Individual Author Record
Name: Wenguang HuangPen Name: None Genre: Non-Fiction Other Born: 1965 in Xian, China Sites:
Illinois ConnectionWenguang came to Illinois when he was 25 years old.
Biographical and Professional InformationWenguang Huang, a Chicago-based journalist, writer and translator. He is the author of ''The Little Red Guard'', a memoir that chronicles his growing up in central China during the 1970s. He came to Springfield, Illinois in 1990 and became the first international student admitted into the Public Affairs Reporting Program, working in the state legislature's research division. Huang earned his master’s degree in 1991 from what was then Sangamon State University, now University of Illinois Springfield.Huang has served as a staff researcher for the New York Times Beijing bureau, division manager of media relations for Rotary International, assistant vice president of corporate affairs for HSBC-North America, and as a writer for AON Corporation. He has written for ''The Paris Review'', ''Harper's'', the ''Christian Science Monitor'', the ''Chicago Tribune'' and the ''Asia Literary Review'' and has been the English translator of several books including: ''The Corpse Walker'', ''God is Red'' and ''For a Song and a Hundred Songs: A Poet's Journey through a Chinese Prison'' by Lian Yiwu, and ''Woman from Shanghai'' by Yang Xianhui.Today, Huang lives in Chicago and works as a news officer at the University of Chicago.
Titles At Your Library
The Little Red Guard: A Family Memoir
ISBN: 1594488290 Riverhead Books. 2012 A Washington Post Best of 2012 pick
Three generations of a family living under one roof reflect the dramatic transformations of an entire society in this memoir of life in 20th century China
When Wenguang Huang was nine years old, his grandmother became obsessed with her own death. Fearing cremation, she extracted from her family the promise to bury her after she died. This was in Xi’an, a city in central China, in the 1970s, when a national ban on all traditional Chinese practices, including burials, was strictly enforced. But Huang’s grandmother was persistent, and two years later, his father built her a coffin. He also appointed his older son, Wenguang, as coffin keeper, a distinction that meant, among other things, sleeping next to the coffin at night.

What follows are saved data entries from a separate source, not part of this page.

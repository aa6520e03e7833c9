use std::sync::Arc;
use std::time::Duration;

use anyhow::Context;
use axum::Router;
use axum::http::header::{AUTHORIZATION, CONTENT_TYPE};
use axum::http::{HeaderValue, Method};
use time::UtcOffset;
use tower_http::cors::{AllowOrigin, CorsLayer};
use tower_http::trace::TraceLayer;

use crate::configs::{Push, SchemaManager, Server, Settings, Storage};
use crate::handles::*;
use crate::repositories::{EventRepository, ScheduleRepository, UserRepository};
use crate::services::push::{FcmTransport, PushTransport};
use crate::services::{
    DeviceRegistry, EventPipeline, EventRecorder, NotificationDispatcher, ScheduleEvaluator,
};

pub async fn create_app(settings: &Arc<Settings>) -> anyhow::Result<Router> {
    let storage = Arc::new(
        Storage::new(settings.database.clone(), SchemaManager::default())
            .await
            .context("failed to open storage")?,
    );

    let transport: Arc<dyn PushTransport> =
        Arc::new(FcmTransport::new(&settings.push).context("failed to build push client")?);
    let offset = settings.schedule.utc_offset()?;

    let router = build_router(storage, transport, &settings.push, offset);

    Ok(router.layer(cors_layer(&settings.server)?))
}

/// Wires every service and handle around an already opened storage.
pub fn build_router(
    storage: Arc<Storage>,
    transport: Arc<dyn PushTransport>,
    push: &Push,
    offset: UtcOffset,
) -> Router {
    let user_repository = Arc::new(UserRepository::new(storage.clone()));
    let schedule_repository = Arc::new(ScheduleRepository::new(storage.clone()));
    let event_repository = Arc::new(EventRepository::new(storage.clone()));

    let registry = Arc::new(DeviceRegistry::new(storage.clone()));
    let pipeline = Arc::new(EventPipeline::new(
        registry.clone(),
        Arc::new(ScheduleEvaluator::new(schedule_repository.clone(), offset)),
        Arc::new(EventRecorder::new(event_repository.clone())),
        Arc::new(NotificationDispatcher::new(
            user_repository.clone(),
            transport,
            push.title.clone(),
            Duration::from_millis(push.timeout_ms),
        )),
    ));

    Router::new()
        .merge(user_router(UserState {
            user_repository: user_repository.clone(),
        }))
        .merge(esp_router(EspState {
            registry: registry.clone(),
            pipeline,
            user_repository,
        }))
        .merge(schedule_router(ScheduleState {
            registry: registry.clone(),
            schedule_repository,
        }))
        .merge(event_router(EventState {
            registry,
            event_repository,
        }))
        .merge(docs_router())
        .layer(TraceLayer::new_for_http())
}

fn cors_layer(server: &Server) -> anyhow::Result<CorsLayer> {
    if server.cors_origins.is_empty() {
        return Ok(CorsLayer::permissive());
    }

    let origins = server
        .cors_origins
        .iter()
        .map(|origin| {
            origin
                .parse::<HeaderValue>()
                .with_context(|| format!("invalid CORS origin: {origin}"))
        })
        .collect::<anyhow::Result<Vec<_>>>()?;

    Ok(CorsLayer::new()
        .allow_origin(AllowOrigin::list(origins))
        .allow_methods([Method::GET, Method::POST, Method::PUT, Method::DELETE, Method::OPTIONS])
        .allow_headers([CONTENT_TYPE, AUTHORIZATION]))
}
use std::sync::Arc;

use sqlx::Error;
use time::{OffsetDateTime, UtcOffset};

use crate::models::Schedule;
use crate::repositories::ScheduleRepository;

/// Decides whether an owner accepts alerts from a device at a given instant.
#[derive(Clone)]
pub struct ScheduleEvaluator {
    schedule_repository: Arc<ScheduleRepository>,
    offset: UtcOffset,
}

impl ScheduleEvaluator {
    pub fn new(schedule_repository: Arc<ScheduleRepository>, offset: UtcOffset) -> Self {
        Self {
            schedule_repository,
            offset,
        }
    }

    /// True when at least one of the pair's schedules is active. An owner
    /// without schedules is denied.
    pub async fn permits(
        &self,
        device_id: &str,
        owner_id: &str,
        instant: OffsetDateTime,
    ) -> Result<bool, Error> {
        let schedules = self
            .schedule_repository
            .find_by_owner(device_id, owner_id)
            .await?;

        Ok(any_active(&schedules, instant, self.offset))
    }
}

pub fn any_active(schedules: &[Schedule], instant: OffsetDateTime, offset: UtcOffset) -> bool {
    schedules
        .iter()
        .any(|schedule| schedule.is_active(instant, offset))
}
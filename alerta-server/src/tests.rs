use std::collections::HashSet;
use std::sync::{Arc, Mutex};
use std::time::Duration;

use async_trait::async_trait;
use sqlx::types::Json;
use time::OffsetDateTime;
use uuid::Uuid;

use crate::configs::{Database, SchemaManager, Storage};
use crate::errors::PushError;
use crate::models::{Device, Schedule, User};
use crate::services::push::{PushNotification, PushTransport};

pub const ALL_DAYS: [u8; 7] = [0, 1, 2, 3, 4, 5, 6];

pub async fn setup_test_db() -> Arc<Storage> {
    Arc::new(
        Storage::new(
            Database {
                migration_path: None,
                clean_start: true,
                url: String::from("sqlite::memory:"),
            },
            SchemaManager::default(),
        )
        .await
        .unwrap(),
    )
}

pub async fn create_test_user(storage: Arc<Storage>, email: &str, push_token: Option<&str>) -> User {
    let user = User {
        id: Uuid::new_v4().to_string(),
        email: email.to_string(),
        name: email.split('@').next().unwrap_or(email).to_string(),
        push_token: push_token.map(str::to_string),
        created_at: OffsetDateTime::now_utc(),
    };

    sqlx::query("INSERT INTO users (id, email, name, push_token, created_at) VALUES ($1, $2, $3, $4, $5)")
        .bind(&user.id)
        .bind(&user.email)
        .bind(&user.name)
        .bind(&user.push_token)
        .bind(user.created_at)
        .execute(storage.get_pool())
        .await
        .unwrap();

    user
}

pub async fn create_test_device<S: AsRef<str>>(storage: Arc<Storage>, mac: &str, owners: &[S]) -> Device {
    let device = Device {
        id: Device::normalize_id(mac),
        name: format!("Sensor {mac}"),
        location: String::from("Test Room"),
        device_type: String::from("pir"),
        created_at: OffsetDateTime::now_utc(),
    };

    sqlx::query("INSERT INTO devices (id, name, location, device_type, created_at) VALUES ($1, $2, $3, $4, $5)")
        .bind(&device.id)
        .bind(&device.name)
        .bind(&device.location)
        .bind(&device.device_type)
        .bind(device.created_at)
        .execute(storage.get_pool())
        .await
        .unwrap();

    for owner in owners {
        sqlx::query("INSERT INTO devices_owners_link (device_id, user_id, created_at) VALUES ($1, $2, $3)")
            .bind(&device.id)
            .bind(owner.as_ref())
            .bind(OffsetDateTime::now_utc())
            .execute(storage.get_pool())
            .await
            .unwrap();
    }

    device
}

pub async fn create_test_schedule(
    storage: Arc<Storage>,
    mac: &str,
    user_id: &str,
    start: (u8, u8),
    end: (u8, u8),
    weekdays: &[u8],
) -> Schedule {
    sqlx::query_as::<_, Schedule>(
        r#"
        INSERT INTO schedules (device_id, user_id, start_hour, start_minute, end_hour, end_minute, weekdays, enabled, created_at)
            VALUES ($1, $2, $3, $4, $5, $6, $7, TRUE, $8)
            RETURNING *;
        "#,
    )
    .bind(Device::normalize_id(mac))
    .bind(user_id)
    .bind(start.0)
    .bind(start.1)
    .bind(end.0)
    .bind(end.1)
    .bind(Json(weekdays.to_vec()))
    .bind(OffsetDateTime::now_utc())
    .fetch_one(storage.get_pool())
    .await
    .unwrap()
}

/// In-process push transport that records what it was asked to send.
#[derive(Default)]
pub struct MockPushTransport {
    sent: Mutex<Vec<(String, PushNotification)>>,
    failing: HashSet<String>,
    stalling: HashSet<String>,
    stall: Duration,
}

impl MockPushTransport {
    /// Rejects sends addressed to any of `tokens`.
    pub fn failing_for(tokens: &[&str]) -> Self {
        Self {
            failing: tokens.iter().map(|t| t.to_string()).collect(),
            ..Default::default()
        }
    }

    /// Sleeps for `stall` before answering sends addressed to `tokens`.
    pub fn stalling_for(tokens: &[&str], stall: Duration) -> Self {
        Self {
            stalling: tokens.iter().map(|t| t.to_string()).collect(),
            stall,
            ..Default::default()
        }
    }

    /// Successful sends, in order.
    pub fn sent(&self) -> Vec<(String, PushNotification)> {
        self.sent.lock().unwrap().clone()
    }
}

#[async_trait]
impl PushTransport for MockPushTransport {
    async fn send(&self, token: &str, notification: &PushNotification) -> Result<(), PushError> {
        if self.stalling.contains(token) {
            tokio::time::sleep(self.stall).await;
        }

        if self.failing.contains(token) {
            return Err(PushError::Rejected {
                status: 404,
                body: String::from("UNREGISTERED"),
            });
        }

        self.sent
            .lock()
            .unwrap()
            .push((token.to_string(), notification.clone()));

        Ok(())
    }
}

Over the next fifteen years, the whole family was consumed with planning Grandma’s burial, a regular source of friction and contention, with the constant risk of being caught by the authorities. Many years after her death, the family’s memories of her coffin still loom large. Huang, now living and working in America, has come to realize how much the concern over the coffin has affected his upbringing and shaped the lives of everyone in the family. Lyrical and poignant, funny and heartrending, The Little Red Guard is the powerful tale of an ordinary family finding their way through turbulence and transition.
A Death in the Lucky Holiday Hotel: Murder, Money, and an Epic Power Struggle in China
ISBN: 1610392736 PublicAffairs. 2013
The downfall of Bo Xilai in China was more than a darkly thrilling mystery. It revealed a cataclysmic internal power struggle between Communist Party factions, one that reached all the way to China's new president Xi Jinping.
The scandalous story of the corruption of the Bo Xilai family—the murder of British businessman Neil Heywood Bo's secret lovers the secret maneuverings of Bo's supporters the hasty trial and sentencing of Gu Kailai, Bo's wife—was just the first rumble of a seismic power struggle that continues to rock the very foundation of China's all-powerful Communist Party. By the time it is over, the machinations in Beijing and throughout the country that began with Bo's fall could affect China's economic development and disrupt the world's political and economic order.
Pin Ho and Wenguang Huang have pieced together the details of this fascinating political drama from firsthand reporting and an unrivaled array of sources, some very high in the Chinese government. This was the first scandal in China to play out in the international media—details were leaked, sometimes invented, to non-Chinese news outlets as part of the power plays that rippled through the government. The attempt to manipulate the Western media, especially, was a fundamental dimension to the story, and one that affected some of the early reporting. A Death in the Lucky Holiday Hotel returns to the scene of the crime and shows not only what happened in Room 1605 but how the threat of the story was every bit as important in the life and death struggle for power that followed. It touched celebrities and billionaires and redrew the cast of the new leadership of the Communist Party. The ghost of Neil Heywood haunts China to this day.